### WHAT YOU ARE ASKED TO DO
Retype all of the data exactly as given.

[Stored items]
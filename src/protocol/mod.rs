//! # Session Protocol
//!
//! Handshake cryptography, the per-peer session state machine, the session registry,
//! task/response correlation and message dispatch.
//!
//! ## Flow
//! ```text
//! A: request, no keys  -> random ordinary packet (nonce N)
//! B: cannot decrypt    -> challenge echoing N
//! A: challenge matches -> handshake packet carrying the request, A established
//! B: handshake valid   -> B established, request dispatched
//! ```

pub mod dispatcher;
pub mod handshake;
pub mod registry;
pub mod session;
pub mod task;

pub use dispatcher::{Dispatch, Dispatcher, EmptyTalkHandler, TalkHandler};
pub use registry::{SessionHandle, SessionRegistry};
pub use session::{Session, SessionKey, SessionState};
pub use task::{Completion, Task, TaskFuture, TaskResult, TaskType};
use crate::core::message::Message;
use crate::error::{constants, DiscoveryError, Result};
use crate::node::id::NodeId;
use crate::node::local::LocalNode;
use crate::node::record::{EncodedRecord, NodeRecord, RecordVerifier};
use crate::node::table::NodeTable;
use crate::protocol::session::Session;
use crate::protocol::task::{InFlightRequest, Task, TaskResult};
use std::net::SocketAddr;
use std::sync::Arc;
use tracing::{debug, trace, warn};

/// Upper bound on records returned for one FINDNODE, across all NODES messages.
pub const MAX_FINDNODE_RESULTS: usize = 16;

/// Application hook answering TALKREQ.
pub trait TalkHandler: Send + Sync {
    fn on_talk_request(&self, from: &NodeId, protocol: &[u8], request: &[u8]) -> Vec<u8>;
}

/// Answers every TALKREQ with an empty response, meaning "protocol not supported".
#[derive(Debug, Default, Clone, Copy)]
pub struct EmptyTalkHandler;

impl TalkHandler for EmptyTalkHandler {
    fn on_talk_request(&self, _from: &NodeId, _protocol: &[u8], _request: &[u8]) -> Vec<u8> {
        Vec::new()
    }
}

/// What the caller has to do after a message was dispatched.
#[derive(Debug)]
pub enum Dispatch {
    /// Send these messages back to the peer.
    Reply(Vec<Message>),
    /// The request is finished; resolve its completion with the result.
    Completed(InFlightRequest, TaskResult),
    /// Part of a multi-message response arrived; the request stays open.
    Pending,
}

/// Routes decoded messages: requests are answered, responses are matched against the
/// session's in-flight requests.
pub struct Dispatcher {
    local: Arc<LocalNode>,
    table: Arc<dyn NodeTable>,
    verifier: Arc<dyn RecordVerifier>,
    talk: Arc<dyn TalkHandler>,
    max_nodes_per_message: usize,
}

impl Dispatcher {
    pub fn new(
        local: Arc<LocalNode>,
        table: Arc<dyn NodeTable>,
        verifier: Arc<dyn RecordVerifier>,
        talk: Arc<dyn TalkHandler>,
        max_nodes_per_message: usize,
    ) -> Self {
        Self {
            local,
            table,
            verifier,
            talk,
            max_nodes_per_message: max_nodes_per_message.max(1),
        }
    }

    pub fn dispatch(
        &self,
        message: Message,
        session: &mut Session,
        remote: SocketAddr,
    ) -> Result<Dispatch> {
        trace!(
            opcode = message.message_type().as_str(),
            request_id = %message.request_id(),
            "Dispatching message"
        );
        match message {
            Message::Ping { request_id, .. } => Ok(Dispatch::Reply(vec![Message::Pong {
                request_id,
                enr_seq: self.local.seq(),
                recipient_ip: remote.ip(),
                recipient_port: remote.port(),
            }])),
            Message::FindNode {
                request_id,
                distances,
            } => {
                let records: Vec<EncodedRecord> = self
                    .collect_nodes(&distances)
                    .iter()
                    .map(EncodedRecord::from)
                    .collect();
                let mut chunks: Vec<Vec<EncodedRecord>> = records
                    .chunks(self.max_nodes_per_message)
                    .map(<[EncodedRecord]>::to_vec)
                    .collect();
                if chunks.is_empty() {
                    chunks.push(Vec::new());
                }
                let total = chunks.len() as u64;
                Ok(Dispatch::Reply(
                    chunks
                        .into_iter()
                        .map(|records| Message::Nodes {
                            request_id: request_id.clone(),
                            total,
                            records,
                        })
                        .collect(),
                ))
            }
            Message::TalkRequest {
                request_id,
                protocol,
                request,
            } => {
                let response = self
                    .talk
                    .on_talk_request(session.node_id(), &protocol, &request);
                Ok(Dispatch::Reply(vec![Message::TalkResponse {
                    request_id,
                    response,
                }]))
            }
            response => self.correlate(response, session),
        }
    }

    fn correlate(&self, response: Message, session: &mut Session) -> Result<Dispatch> {
        let request_id = response.request_id().clone();
        let responder = *session.node_id();
        let request = session.request_mut(&request_id).ok_or_else(|| {
            DiscoveryError::UnexpectedMessage(constants::ERR_UNKNOWN_REQUEST.into())
        })?;

        let expected = request.task.task_type().response_type();
        if expected != response.message_type() {
            return Err(DiscoveryError::UnexpectedMessage(format!(
                "{} answered with {}",
                request.task.task_type(),
                response.message_type().as_str()
            )));
        }

        let result = match response {
            Message::Pong {
                enr_seq,
                recipient_ip,
                recipient_port,
                ..
            } => TaskResult::Pong {
                enr_seq,
                observed: SocketAddr::new(recipient_ip, recipient_port),
            },
            Message::Nodes { total, records, .. } => {
                let distances = match &request.task {
                    Task::FindNode { distances } => distances.clone(),
                    _ => Vec::new(),
                };
                let verified = self.accept_records(records, &responder, &distances);
                match request.accumulate_nodes(total, verified) {
                    Some(all) => TaskResult::Nodes(all),
                    None => return Ok(Dispatch::Pending),
                }
            }
            Message::TalkResponse { response, .. } => TaskResult::TalkResponse(response),
            other => {
                return Err(DiscoveryError::UnexpectedMessage(
                    other.message_type().as_str().into(),
                ))
            }
        };

        match session.take_request(&request_id) {
            Some(request) => Ok(Dispatch::Completed(request, result)),
            None => Err(DiscoveryError::UnexpectedMessage(
                constants::ERR_UNKNOWN_REQUEST.into(),
            )),
        }
    }

    /// Records for the requested distances; distance 0 is our own record.
    fn collect_nodes(&self, distances: &[u16]) -> Vec<NodeRecord> {
        let mut records = Vec::new();
        let mut seen = Vec::with_capacity(distances.len());
        for &distance in distances {
            if seen.contains(&distance) {
                continue;
            }
            seen.push(distance);

            let room = MAX_FINDNODE_RESULTS - records.len();
            if distance == 0 {
                records.push(self.local.record().clone());
            } else {
                records.extend(self.table.nodes_at_distance(self.local.id(), distance, room));
            }
            if records.len() >= MAX_FINDNODE_RESULTS {
                records.truncate(MAX_FINDNODE_RESULTS);
                break;
            }
        }
        records
    }

    /// Verify records from a NODES response and install them in the node table.
    ///
    /// Records that fail verification or lie outside the requested distances from the
    /// responder are dropped.
    fn accept_records(
        &self,
        records: Vec<EncodedRecord>,
        responder: &NodeId,
        distances: &[u16],
    ) -> Vec<NodeRecord> {
        records
            .into_iter()
            .filter_map(|record| match self.verifier.verify_and_parse(record.as_bytes()) {
                Ok(verified) => {
                    let id = verified.node_id();
                    let distance = responder.log2_distance(&id);
                    if !distances.contains(&distance) {
                        debug!(%id, distance, "Record outside requested distances");
                        return None;
                    }
                    self.table.insert(verified.clone());
                    Some(verified)
                }
                Err(e) => {
                    warn!(error = %e, "Rejected record in NODES response");
                    None
                }
            })
            .collect()
    }
}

### SOLUTION FOR THIS TASK
filename src/protocol/mod.rs
//! # Session Protocol
//!
//! Handshake cryptography, the per-peer session state machine, the session registry,
//! task/response correlation and message dispatch.
//!
//! ## Flow
//! ```text
//! A: request, no keys  -> random ordinary packet (nonce N)
//! B: cannot decrypt    -> challenge echoing N
//! A: challenge matches -> handshake packet carrying the request, A established
//! B: handshake valid   -> B established, request dispatched
//! ```

pub mod dispatcher;
pub mod handshake;
pub mod registry;
pub mod session;
pub mod task;

pub use dispatcher::{Dispatch, Dispatcher, EmptyTalkHandler, TalkHandler};
pub use registry::{SessionHandle, SessionRegistry};
pub use session::{Session, SessionKey, SessionState};
pub use task::{Completion, Task, TaskFuture, TaskResult, TaskType};
use crate::core::message::Message;
use crate::error::{constants, DiscoveryError, Result};
use crate::node::id::NodeId;
use crate::node::local::LocalNode;
use crate::node::record::{EncodedRecord, NodeRecord, RecordVerifier};
use crate::node::table::NodeTable;
use crate::protocol::session::Session;
use crate::protocol::task::{InFlightRequest, Task, TaskResult};
use std::net::SocketAddr;
use std::sync::Arc;
use tracing::{debug, trace, warn};

/// Upper bound on records returned for one FINDNODE, across all NODES messages.
pub const MAX_FINDNODE_RESULTS: usize = 16;

/// Application hook answering TALKREQ.
pub trait TalkHandler: Send + Sync {
    fn on_talk_request(&self, from: &NodeId, protocol: &[u8], request: &[u8]) -> Vec<u8>;
}

/// Answers every TALKREQ with an empty response, meaning "protocol not supported".
#[derive(Debug, Default, Clone, Copy)]
pub struct EmptyTalkHandler;

impl TalkHandler for EmptyTalkHandler {
    fn on_talk_request(&self, _from: &NodeId, _protocol: &[u8], _request: &[u8]) -> Vec<u8> {
        Vec::new()
    }
}

/// What the caller has to do after a message was dispatched.
#[derive(Debug)]
pub enum Dispatch {
    /// Send these messages back to the peer.
    Reply(Vec<Message>),
    /// The request is finished; resolve its completion with the result.
    Completed(InFlightRequest, TaskResult),
    /// Part of a multi-message response arrived; the request stays open.
    Pending,
}

/// Routes decoded messages: requests are answered, responses are matched against the
/// session's in-flight requests.
pub struct Dispatcher {
    local: Arc<LocalNode>,
    table: Arc<dyn NodeTable>,
    verifier: Arc<dyn RecordVerifier>,
    talk: Arc<dyn TalkHandler>,
    max_nodes_per_message: usize,
}

impl Dispatcher {
    pub fn new(
        local: Arc<LocalNode>,
        table: Arc<dyn NodeTable>,
        verifier: Arc<dyn RecordVerifier>,
        talk: Arc<dyn TalkHandler>,
        max_nodes_per_message: usize,
    ) -> Self {
        Self {
            local,
            table,
            verifier,
            talk,
            max_nodes_per_message: max_nodes_per_message.max(1),
        }
    }

    pub fn dispatch(
        &self,
        message: Message,
        session: &mut Session,
        remote: SocketAddr,
    ) -> Result<Dispatch> {
        trace!(
            opcode = message.message_type().as_str(),
            request_id = %message.request_id(),
            "Dispatching message"
        );
        match message {
            Message::Ping { request_id, .. } => Ok(Dispatch::Reply(vec![Message::Pong {
                request_id,
                enr_seq: self.local.seq(),
                recipient_ip: remote.ip(),
                recipient_port: remote.port(),
            }])),
            Message::FindNode {
                request_id,
                distances,
            } => {
                let records: Vec<EncodedRecord> = self
                    .collect_nodes(&distances)
                    .iter()
                    .map(EncodedRecord::from)
                    .collect();
                let mut chunks: Vec<Vec<EncodedRecord>> = records
                    .chunks(self.max_nodes_per_message)
                    .map(<[EncodedRecord]>::to_vec)
                    .collect();
                if chunks.is_empty() {
                    chunks.push(Vec::new());
                }
                let total = chunks.len() as u64;
                Ok(Dispatch::Reply(
                    chunks
                        .into_iter()
                        .map(|records| Message::Nodes {
                            request_id: request_id.clone(),
                            total,
                            records,
                        })
                        .collect(),
                ))
            }
            Message::TalkRequest {
                request_id,
                protocol,
                request,
            } => {
                let response = self
                    .talk
                    .on_talk_request(session.node_id(), &protocol, &request);
                Ok(Dispatch::Reply(vec![Message::TalkResponse {
                    request_id,
                    response,
                }]))
            }
            response => self.correlate(response, session),
        }
    }

    fn correlate(&self, response: Message, session: &mut Session) -> Result<Dispatch> {
        let request_id = response.request_id().clone();
        let responder = *session.node_id();
        let request = session.request_mut(&request_id).ok_or_else(|| {
            DiscoveryError::UnexpectedMessage(constants::ERR_UNKNOWN_REQUEST.into())
        })?;

        let expected = request.task.task_type().response_type();
        if expected != response.message_type() {
            return Err(DiscoveryError::UnexpectedMessage(format!(
                "{} answered with {}",
                request.task.task_type(),
                response.message_type().as_str()
            )));
        }

        let result = match response {
            Message::Pong {
                enr_seq,
                recipient_ip,
                recipient_port,
                ..
            } => TaskResult::Pong {
                enr_seq,
                observed: SocketAddr::new(recipient_ip, recipient_port),
            },
            Message::Nodes { total, records, .. } => {
                let distances = match &request.task {
                    Task::FindNode { distances } => distances.clone(),
                    _ => Vec::new(),
                };
                let verified = self.accept_records(records, &responder, &distances);
                match request.accumulate_nodes(total, verified) {
                    Some(all) => TaskResult::Nodes(all),
                    None => return Ok(Dispatch::Pending),
                }
            }
            Message::TalkResponse { response, .. } => TaskResult::TalkResponse(response),
            other => {
                return Err(DiscoveryError::UnexpectedMessage(
                    other.message_type().as_str().into(),
                ))
            }
        };

        match session.take_request(&request_id) {
            Some(request) => Ok(Dispatch::Completed(request, result)),
            None => Err(DiscoveryError::UnexpectedMessage(
                constants::ERR_UNKNOWN_REQUEST.into(),
            )),
        }
    }

    /// Records for the requested distances; distance 0 is our own record.
    fn collect_nodes(&self, distances: &[u16]) -> Vec<NodeRecord> {
        let mut records = Vec::new();
        let mut seen = Vec::with_capacity(distances.len());
        for &distance in distances {
            if seen.contains(&distance) {
                continue;
            }
            seen.push(distance);

            let room = MAX_FINDNODE_RESULTS - records.len();
            if distance == 0 {
                records.push(self.local.record().clone());
            } else {
                records.extend(self.table.nodes_at_distance(self.local.id(), distance, room));
            }
            if records.len() >= MAX_FINDNODE_RESULTS {
                records.truncate(MAX_FINDNODE_RESULTS);
                break;
            }
        }
        records
    }

    /// Verify records from a NODES response and install them in the node table.
    ///
    /// Records that fail verification or lie outside the requested distances from the
    /// responder are dropped.
    fn accept_records(
        &self,
        records: Vec<EncodedRecord>,
        responder: &NodeId,
        distances: &[u16],
    ) -> Vec<NodeRecord> {
        records
            .into_iter()
            .filter_map(|record| match self.verifier.verify_and_parse(record.as_bytes()) {
                Ok(verified) => {
                    let id = verified.node_id();
                    let distance = responder.log2_distance(&id);
                    if !distances.contains(&distance) {
                        debug!(%id, distance, "Record outside requested distances");
                        return None;
                    }
                    self.table.insert(verified.clone());
                    Some(verified)
                }
                Err(e) => {
                    warn!(error = %e, "Rejected record in NODES response");
                    None
                }
            })
            .collect()
    }
}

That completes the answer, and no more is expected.